#### Task item
Beginning with the first line, please return the entries exactly through the line that contains "if let Err(e)", and leave out all later lines.

#### Supplied records
use crate::{
    admin::{start_admin_server, Metrics},
    ca::CertificateAuthority,
    certificates::{AuthorityIssuer, HostCertificateCache},
    config::ProxyConfig,
    error::ProxyError,
    gateway,
    handlers::ReplayHandler,
    routing::RoutingEngine,
    session_store::SessionStore,
    Result,
};
use hudsucker::ProxyBuilder;
use std::future::Future;
use std::net::SocketAddr;
use std::sync::Arc;
use tracing::{error, info};

pub struct ProxyServer {
    config: ProxyConfig,
    ca: Arc<CertificateAuthority>,
    metrics: Arc<Metrics>,
}

impl ProxyServer {
    pub fn new(config: ProxyConfig, ca: CertificateAuthority) -> Self {
        Self {
            config,
            ca: Arc::new(ca),
            metrics: Arc::new(Metrics::default()),
        }
    }

    /// Serve until `shutdown` resolves.
    pub async fn run_until<F>(self, shutdown: F) -> Result<()>
    where
        F: Future<Output = ()> + Send + 'static,
    {
        self.config.validate()?;

        let addr: SocketAddr = format!("{}:{}", self.config.listen_address, self.config.listen_port)
            .parse()
            .map_err(|e| {
                ProxyError::Configuration(format!(
                    "Invalid listen address {}: {}",
                    self.config.listen_address, e
                ))
            })?;
        info!("Starting proxy server on {}", addr);
        info!(
            "Magic domain {} (session cookie {})",
            self.config.routing.root_domain, self.config.routing.cookie_name
        );

        // Start Admin Server
        let admin_address = self.config.listen_address.clone();
        let admin_port = self.config.admin_port;
        let metrics = self.metrics.clone();
        tokio::spawn(async move {
            if let Err(e) = start_admin_server(&admin_address, admin_port, metrics).await {
                error!("Admin server failed: {}", e);
            }
        });

        let gateway = gateway::from_config(&self.config.gateway)?;

        let issuer = AuthorityIssuer::new(
            Arc::clone(&self.ca),
            self.config.certificate_config.validity_days,
        );
        let certificates = HostCertificateCache::new(Arc::new(issuer), self.metrics.clone());

        let sessions = Arc::new(SessionStore::new(self.metrics.clone()));
        let engine = RoutingEngine::new(
            self.config.routing.clone(),
            sessions,
            gateway,
            self.config.gateway_timeout(),
            self.metrics.clone(),
        );
        let handler = ReplayHandler::new(Arc::new(engine), self.ca.clone(), self.metrics.clone());

        let proxy = ProxyBuilder::new()
            .with_addr(addr)
            .with_rustls_client()
            .with_ca(certificates)
            .with_http_handler(handler)
            .build();

        proxy
            .start(shutdown)
            .await
            .map_err(|e| ProxyError::Network(format!("Proxy failed: {}", e)))?;

        info!("Proxy server on {} stopped", addr);
        Ok(())
    }
}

#### Answer space
use crate::{
    admin::{start_admin_server, Metrics},
    ca::CertificateAuthority,
    certificates::{AuthorityIssuer, HostCertificateCache},
    config::ProxyConfig,
    error::ProxyError,
    gateway,
    handlers::ReplayHandler,
    routing::RoutingEngine,
    session_store::SessionStore,
    Result,
};
use hudsucker::ProxyBuilder;
use std::future::Future;
use std::net::SocketAddr;
use std::sync::Arc;
use tracing::{error, info};

pub struct ProxyServer {
    config: ProxyConfig,
    ca: Arc<CertificateAuthority>,
    metrics: Arc<Metrics>,
}

impl ProxyServer {
    pub fn new(config: ProxyConfig, ca: CertificateAuthority) -> Self {
        Self {
            config,
            ca: Arc::new(ca),
            metrics: Arc::new(Metrics::default()),
        }
    }

    /// Serve until `shutdown` resolves.
    pub async fn run_until<F>(self, shutdown: F) -> Result<()>
    where
        F: Future<Output = ()> + Send + 'static,
    {
        self.config.validate()?;

        let addr: SocketAddr = format!("{}:{}", self.config.listen_address, self.config.listen_port)
            .parse()
            .map_err(|e| {
                ProxyError::Configuration(format!(
                    "Invalid listen address {}: {}",
                    self.config.listen_address, e
                ))
            })?;
        info!("Starting proxy server on {}", addr);
        info!(
            "Magic domain {} (session cookie {})",
            self.config.routing.root_domain, self.config.routing.cookie_name
        );

        // Start Admin Server
        let admin_address = self.config.listen_address.clone();
        let admin_port = self.config.admin_port;
        let metrics = self.metrics.clone();
        tokio::spawn(async move {
            if let Err(e) = start_admin_server(&admin_address, admin_port, metrics).await {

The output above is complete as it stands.